What should be done to eliminate inequalities? "National legislative systems must eliminate the discriminatory provisions that still exist, such as obstacles that hinder the access of young people, single people, migrants, people with different sexual orientations and gender identities, and others, to services and contraceptive methods. " The analysis also refers to fertility difficulties and urges governments to "untie in vitro fertilization of the parents' ability to pay".

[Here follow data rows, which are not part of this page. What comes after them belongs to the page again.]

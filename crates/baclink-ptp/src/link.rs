//! PTP link engine (Clause 10 connection management).
//!
//! One engine task owns the serial channel and drives the whole link:
//! connect handshake (greeting exchange plus optional ASCII password),
//! DATA0/DATA1 sequenced transfer gated by the ack/nak flow-control
//! flip-flop, heartbeats, and unconditional reconnect after any channel
//! error. Callers talk to it through the shared send queue and the
//! delivery channel held by [`PtpTransport`](crate::transport::PtpTransport).

use crate::codec::{PtpDecoder, PtpEvent, PtpFrame, PtpFrameType, PTP_GREETING};
use baclink_datalink::{SerialError, SerialLink};
use log::{debug, info, trace, warn};
use std::collections::VecDeque;
use std::sync::atomic::{AtomicBool, Ordering};
use std::sync::{Arc, Mutex as StdMutex};
use std::time::Duration;
use tokio::sync::{mpsc, oneshot, Notify};
use tokio::time::Instant;

/// Idle time after which a heartbeat-XON is sent to prove liveness.
pub const T_HEARTBEAT: Duration = Duration::from_millis(15000);
/// Mid-frame silence after which a partially received frame is abandoned.
pub const T_FRAME_ABORT: Duration = Duration::from_millis(2000);
/// Pause between reconnect attempts after a connection error.
pub const RECONNECT_BACKOFF: Duration = Duration::from_millis(1000);
/// How long one handshake step may wait for the peer's answer.
pub const T_HANDSHAKE: Duration = Duration::from_millis(5000);
/// How long an unacknowledged data frame waits before retransmission.
pub const T_ACK_TIMEOUT: Duration = Duration::from_millis(3000);

#[derive(Debug, Clone, Copy, PartialEq, Eq)]
#[cfg_attr(feature = "serde", derive(serde::Serialize, serde::Deserialize))]
pub enum PtpRole {
    /// Initiates the connection: sends the greeting and the connect request.
    Client,
    /// Waits for a greeting, then answers it.
    Server,
}

/// Reason codes carried in a disconnect request.
#[derive(Debug, Clone, Copy, PartialEq, Eq)]
#[repr(u8)]
pub enum DisconnectReason {
    NoMoreData = 0,
    Preempted = 1,
    InvalidPassword = 2,
    Other = 3,
}

impl DisconnectReason {
    pub fn from_u8(value: u8) -> Self {
        match value {
            0 => Self::NoMoreData,
            1 => Self::Preempted,
            2 => Self::InvalidPassword,
            _ => Self::Other,
        }
    }
}

#[derive(Debug, Clone)]
#[cfg_attr(feature = "serde", derive(serde::Serialize, serde::Deserialize))]
pub struct PtpConfig {
    pub role: PtpRole,
    /// Optional ASCII password exchanged during the handshake. `None`
    /// accepts any peer.
    pub password: Option<String>,
}

impl Default for PtpConfig {
    fn default() -> Self {
        Self {
            role: PtpRole::Client,
            password: None,
        }
    }
}

/// Counters mutated by the engine, snapshotted by the transport.
#[derive(Debug, Default, Clone)]
#[cfg_attr(feature = "serde", derive(serde::Serialize))]
pub struct PtpStats {
    pub frames_in: u64,
    pub frames_out: u64,
    pub decode_errors: u64,
    pub naks: u64,
    pub heartbeats_sent: u64,
    pub reconnects: u64,
    pub connected: bool,
}

pub(crate) struct PendingTx {
    pub data: Vec<u8>,
    pub done: Option<oneshot::Sender<()>>,
}

pub(crate) type SendQueue = Arc<StdMutex<VecDeque<PendingTx>>>;

enum LinkFault {
    /// The serial channel closed or errored; reopen before retrying.
    Closed,
    /// The peer did not answer in time, or asked to disconnect.
    Retry,
    /// Shutdown requested by the transport.
    Shutdown,
}

pub(crate) struct Link<S: SerialLink> {
    serial: S,
    role: PtpRole,
    password: Option<String>,
    decoder: PtpDecoder,
    queue: SendQueue,
    wake: Arc<Notify>,
    shutdown: Arc<AtomicBool>,
    deliver: mpsc::UnboundedSender<Vec<u8>>,
    stats: Arc<StdMutex<PtpStats>>,
    // 1-bit sequence numbers: ours for transmit, the next one we expect.
    tx_seq: bool,
    rx_expected: bool,
    may_send: bool,
    in_flight: Option<PendingTx>,
    in_flight_sent_at: Instant,
    last_activity: Instant,
    last_byte: Instant,
}
use core::fmt;
use std::net::{Ipv4Addr, Ipv6Addr, SocketAddrV4, SocketAddrV6};

/// The BACnet network number that addresses every network (global broadcast).
pub const GLOBAL_BROADCAST_NETWORK: u16 = 0xFFFF;

/// The UDP port BACnet/IP and BACnet/IPv6 devices listen on by default.
pub const BACNET_DEFAULT_PORT: u16 = 0xBAC0;

/// The MS/TP station address that addresses every station on the segment.
pub const MSTP_BROADCAST_STATION: u8 = 0xFF;

/// A 3-byte virtual MAC address, used by BACnet/IPv6 in place of a physical
/// address.
#[derive(Debug, Clone, Copy, PartialEq, Eq, Hash)]
#[cfg_attr(feature = "serde", derive(serde::Serialize, serde::Deserialize))]
pub struct Vmac(pub [u8; 3]);

impl Vmac {
    pub const fn octets(self) -> [u8; 3] {
        self.0
    }
}

impl fmt::Display for Vmac {
    fn fmt(&self, f: &mut fmt::Formatter<'_>) -> fmt::Result {
        write!(f, "{:02x}:{:02x}:{:02x}", self.0[0], self.0[1], self.0[2])
    }
}

/// The medium-specific part of a [`DataLinkAddress`].
#[derive(Debug, Clone, Copy, PartialEq, Eq, Hash)]
#[cfg_attr(feature = "serde", derive(serde::Serialize, serde::Deserialize))]
pub enum LinkAddress {
    /// BACnet/IP endpoint.
    Ipv4(SocketAddrV4),
    /// BACnet/IPv6 endpoint with its virtual MAC.
    Ipv6 { endpoint: SocketAddrV6, vmac: Vmac },
    /// MS/TP station (0-254; 255 is broadcast).
    Mstp(u8),
    /// Point-to-point serial link; the medium has no addresses.
    Ptp,
    /// Raw Ethernet MAC.
    Ethernet([u8; 6]),
}

/// A data-link address, compared and hashed by value.
///
/// `network` distinguishes the local segment (`None`), a routed remote
/// network, and the global broadcast network
/// ([`GLOBAL_BROADCAST_NETWORK`]). Immutable once constructed.
#[derive(Debug, Clone, Copy, PartialEq, Eq, Hash)]
#[cfg_attr(feature = "serde", derive(serde::Serialize, serde::Deserialize))]
pub struct DataLinkAddress {
    pub link: LinkAddress,
    pub network: Option<u16>,
}

impl DataLinkAddress {
    pub const fn new(link: LinkAddress) -> Self {
        Self {
            link,
            network: None,
        }
    }

    pub const fn with_network(mut self, network: u16) -> Self {
        self.network = Some(network);
        self
    }

    pub const fn ipv4(addr: SocketAddrV4) -> Self {
        Self::new(LinkAddress::Ipv4(addr))
    }

    pub const fn ipv6(endpoint: SocketAddrV6, vmac: Vmac) -> Self {
        Self::new(LinkAddress::Ipv6 { endpoint, vmac })
    }

    pub const fn mstp(station: u8) -> Self {
        Self::new(LinkAddress::Mstp(station))
    }

    pub const fn ptp() -> Self {
        Self::new(LinkAddress::Ptp)
    }

    /// Subnet-local BACnet/IP broadcast.
    pub const fn ipv4_broadcast(port: u16) -> Self {
        Self::new(LinkAddress::Ipv4(SocketAddrV4::new(
            Ipv4Addr::BROADCAST,
            port,
        )))
    }

    /// The BACnet/IPv6 link-local multicast group.
    pub const fn ipv6_broadcast(port: u16) -> Self {
        Self::new(LinkAddress::Ipv6 {
            endpoint: SocketAddrV6::new(Ipv6Addr::new(0xFF02, 0, 0, 0, 0, 0, 0, 0xBAC0), port, 0, 0),
            vmac: Vmac([0xFF, 0xFF, 0xFF]),
        })
    }

    pub const fn mstp_broadcast() -> Self {
        Self::new(LinkAddress::Mstp(MSTP_BROADCAST_STATION))
    }

    pub fn is_global_broadcast(&self) -> bool {
        self.network == Some(GLOBAL_BROADCAST_NETWORK)
    }

    /// True if this address names every station on its local medium.
    pub fn is_local_broadcast(&self) -> bool {
        match self.link {
            LinkAddress::Ipv4(addr) => addr.ip().is_broadcast(),
            LinkAddress::Ipv6 { endpoint, .. } => endpoint.ip().is_multicast(),
            LinkAddress::Mstp(station) => station == MSTP_BROADCAST_STATION,
            LinkAddress::Ptp => false,
            LinkAddress::Ethernet(mac) => mac == [0xFF; 6],
        }
    }
}

impl fmt::Display for DataLinkAddress {
    fn fmt(&self, f: &mut fmt::Formatter<'_>) -> fmt::Result {
        match &self.link {
            LinkAddress::Ipv4(addr) => write!(f, "{addr}")?,
            LinkAddress::Ipv6 { endpoint, vmac } => write!(f, "{endpoint}%{vmac}")?,
            LinkAddress::Mstp(station) => write!(f, "mstp:{station}")?,
            LinkAddress::Ptp => write!(f, "ptp")?,
            LinkAddress::Ethernet(mac) => write!(
                f,
                "{:02x}:{:02x}:{:02x}:{:02x}:{:02x}:{:02x}",
                mac[0], mac[1], mac[2], mac[3], mac[4], mac[5]
            )?,
        }
        if let Some(net) = self.network {
            write!(f, "@net{net}")?;
        }
        Ok(())
    }
}

#[cfg(test)]
mod tests {
    use super::{DataLinkAddress, GLOBAL_BROADCAST_NETWORK};
    use std::collections::HashSet;
    use std::net::{Ipv4Addr, SocketAddrV4};

    #[test]
    fn compared_by_value_and_hashable() {
        let a = DataLinkAddress::ipv4(SocketAddrV4::new(Ipv4Addr::new(10, 0, 0, 1), 0xBAC0));
        let b = DataLinkAddress::ipv4(SocketAddrV4::new(Ipv4Addr::new(10, 0, 0, 1), 0xBAC0));
        assert_eq!(a, b);
        let mut set = HashSet::new();
        set.insert(a);
        assert!(set.contains(&b));
        assert_ne!(a, a.with_network(5));
    }

    #[test]
    fn broadcast_classification() {
        assert!(DataLinkAddress::mstp_broadcast().is_local_broadcast());
        assert!(!DataLinkAddress::mstp(12).is_local_broadcast());
        assert!(DataLinkAddress::ipv4_broadcast(0xBAC0).is_local_broadcast());
        assert!(DataLinkAddress::ipv6_broadcast(0xBAC0).is_local_broadcast());
        assert!(DataLinkAddress::mstp(0)
            .with_network(GLOBAL_BROADCAST_NETWORK)
            .is_global_broadcast());
    }
}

In family planning services, stocks of some contraceptive methods are depleted about three-quarters of the time, according to an evaluation by the World Health Organization
A study by the Alan Guttmacher Institute estimated that for quality reproductive, maternal and neonatal health services worldwide, a 37% increase in funding for contraceptive staff would be required, while care for mothers and newborns would demand an increase of around 20% with respect to current levels.
The studies also support the role of men as active agents in the reproductive processes. UNFPA proposes actions such as counseling couples, in order to promote communication and conflict resolution, and "comprehensive sexual education that emphasizes the empowerment of women and the roles and obligations of men".
Karan Singh, who served as India's Minister of Health and Family Planning in the 1970s, said: "Development is the best contraceptive."